*PROBLEM TO SOLVE*
In the entries below, identify every line with the string "types" and copy it.

*RECORDS PROVIDED*

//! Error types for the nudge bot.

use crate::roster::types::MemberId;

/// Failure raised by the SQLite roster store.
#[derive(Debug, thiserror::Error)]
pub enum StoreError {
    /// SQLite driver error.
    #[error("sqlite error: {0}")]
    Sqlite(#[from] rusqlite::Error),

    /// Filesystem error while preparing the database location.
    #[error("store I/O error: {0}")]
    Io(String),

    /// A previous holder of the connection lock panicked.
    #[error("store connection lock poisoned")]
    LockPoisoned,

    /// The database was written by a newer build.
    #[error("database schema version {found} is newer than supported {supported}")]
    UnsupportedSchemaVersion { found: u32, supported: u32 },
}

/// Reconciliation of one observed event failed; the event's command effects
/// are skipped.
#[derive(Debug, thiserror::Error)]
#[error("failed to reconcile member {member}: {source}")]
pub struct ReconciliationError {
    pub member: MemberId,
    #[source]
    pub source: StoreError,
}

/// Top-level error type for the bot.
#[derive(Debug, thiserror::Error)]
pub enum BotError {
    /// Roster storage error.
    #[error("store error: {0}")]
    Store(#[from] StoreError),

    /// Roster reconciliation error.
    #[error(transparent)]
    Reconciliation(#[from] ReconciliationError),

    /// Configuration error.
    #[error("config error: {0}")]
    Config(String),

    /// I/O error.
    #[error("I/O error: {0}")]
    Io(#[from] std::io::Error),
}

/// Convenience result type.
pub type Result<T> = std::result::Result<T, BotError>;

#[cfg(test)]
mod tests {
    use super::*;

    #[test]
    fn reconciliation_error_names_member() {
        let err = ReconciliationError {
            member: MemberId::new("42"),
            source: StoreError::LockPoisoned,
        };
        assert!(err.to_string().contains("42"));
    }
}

*TASK RESPONSE*
//! Error types for the nudge bot.
use crate::roster::types::MemberId;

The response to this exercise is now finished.